> [WHAT IS NEEDED]: Whichever lines of the entries hold the word "authenticated" should be identified and copied.

> [RECORDS FOR THIS TASK]:
= = =

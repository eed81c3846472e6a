use crate::auth::{AuthRouterExt, AuthUser, Role};
use crate::errors::ServiceError;
use crate::handlers::common::{created, ok, paginated};
use crate::handlers::AppState;
use crate::services::bookings::{
    AdjustTotalRequest, BookingDetail, BookingListQuery, BookingView, CreateBookingRequest,
    TrackingView, UpdateBookingStatusRequest,
};
use crate::{ApiResponse, PaginatedResponse};
use axum::{
    extract::{Json, Path, Query, State},
    http::StatusCode,
    routing::{get, post, put},
    Router,
};
use uuid::Uuid;

/// Book a catalog service (customer)
#[utoipa::path(
    post,
    path = "/api/pemesanan",
    request_body = CreateBookingRequest,
    responses(
        (status = 201, description = "Booking created, awaiting validation", body = ApiResponse<BookingView>),
        (status = 400, description = "Invalid input", body = crate::errors::ErrorResponse),
        (status = 404, description = "Service not found", body = crate::errors::ErrorResponse),
    ),
    security(("bearer_auth" = [])),
    tag = "Pemesanan"
)]
pub async fn create_booking(
    State(state): State<AppState>,
    user: AuthUser,
    Json(request): Json<CreateBookingRequest>,
) -> Result<(StatusCode, Json<ApiResponse<BookingView>>), ServiceError> {
    let customer_id = user.require_customer()?;
    let booking = state.services.bookings.create(customer_id, request).await?;
    Ok(created(booking))
}

/// Customers see their own bookings; admins see all
#[utoipa::path(
    get,
    path = "/api/pemesanan",
    params(BookingListQuery),
    responses((status = 200, description = "Bookings", body = ApiResponse<PaginatedResponse<BookingView>>)),
    security(("bearer_auth" = [])),
    tag = "Pemesanan"
)]
pub async fn list_bookings(
    State(state): State<AppState>,
    user: AuthUser,
    Query(query): Query<BookingListQuery>,
) -> Result<(StatusCode, Json<ApiResponse<PaginatedResponse<BookingView>>>), ServiceError> {
    let (page, limit) = (query.page, query.limit);
    let scope = (!user.is_admin()).then_some(user.id);
    let result = state.services.bookings.list(query, scope).await?;
    Ok(paginated(result, page, limit))
}

#[utoipa::path(
    get,
    path = "/api/pemesanan/{id}",
    params(("id" = Uuid, Path, description = "Booking id")),
    responses(
        (status = 200, description = "Booking with service, meeting and payments", body = ApiResponse<BookingDetail>),
        (status = 404, description = "Not found", body = crate::errors::ErrorResponse),
    ),
    security(("bearer_auth" = [])),
    tag = "Pemesanan"
)]
pub async fn get_booking(
    State(state): State<AppState>,
    user: AuthUser,
    Path(id): Path<Uuid>,
) -> Result<(StatusCode, Json<ApiResponse<BookingDetail>>), ServiceError> {
    let detail = state.services.bookings.get(&user, id).await?;
    Ok(ok(detail))
}

/// Public order tracking by tracking code or order code
#[utoipa::path(
    get,
    path = "/api/pemesanan/track/{code}",
    params(("code" = String, Path, description = "Tracking code (TRK-...) or order code (INV-...)")),
    responses(
        (status = 200, description = "Reduced booking projection", body = ApiResponse<TrackingView>),
        (status = 404, description = "Not found", body = crate::errors::ErrorResponse),
    ),
    tag = "Pemesanan"
)]
pub async fn track_booking(
    State(state): State<AppState>,
    Path(code): Path<String>,
) -> Result<(StatusCode, Json<ApiResponse<TrackingView>>), ServiceError> {
    let view = state.services.bookings.track(&code).await?;
    Ok(ok(view))
}

/// Validate or cancel a booking awaiting validation (admin)
#[utoipa::path(
    put,
    path = "/api/pemesanan/{id}/status",
    params(("id" = Uuid, Path, description = "Booking id")),
    request_body = UpdateBookingStatusRequest,
    responses(
        (status = 200, description = "Status changed", body = ApiResponse<BookingView>),
        (status = 400, description = "Transition not allowed", body = crate::errors::ErrorResponse),
    ),
    security(("bearer_auth" = [])),
    tag = "Pemesanan"
)]
pub async fn update_booking_status(
    State(state): State<AppState>,
    Path(id): Path<Uuid>,
    Json(request): Json<UpdateBookingStatusRequest>,
) -> Result<(StatusCode, Json<ApiResponse<BookingView>>), ServiceError> {
    let booking = state.services.bookings.update_status(id, request).await?;
    Ok(ok(booking))
}

/// Adjust the amount due (admin); never below what payments already hold
#[utoipa::path(
    put,
    path = "/api/pemesanan/{id}/total",
    params(("id" = Uuid, Path, description = "Booking id")),
    request_body = AdjustTotalRequest,
    responses(
        (status = 200, description = "Total adjusted", body = ApiResponse<BookingView>),
        (status = 400, description = "Total below held payments", body = crate::errors::ErrorResponse),
    ),
    security(("bearer_auth" = [])),
    tag = "Pemesanan"
)]
pub async fn adjust_total(
    State(state): State<AppState>,
    Path(id): Path<Uuid>,
    Json(request): Json<AdjustTotalRequest>,
) -> Result<(StatusCode, Json<ApiResponse<BookingView>>), ServiceError> {
    let booking = state.services.bookings.adjust_total(id, request).await?;
    Ok(ok(booking))
}

pub fn routes() -> Router<AppState> {
    let public = Router::new().route("/track/:code", get(track_booking));

    let authenticated = Router::new()
        .route("/", post(create_booking).get(list_bookings))
        .route("/:id", get(get_booking))
        .with_auth();

    let admin = Router::new()
        .route("/:id/status", put(update_booking_status))
        .route("/:id/total", put(adjust_total))
        .with_role(Role::Admin);

    public.merge(authenticated).merge(admin)
}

= = =

> [YOUR SOLUTION]:
    let authenticated = Router::new()
    public.merge(authenticated).merge(admin)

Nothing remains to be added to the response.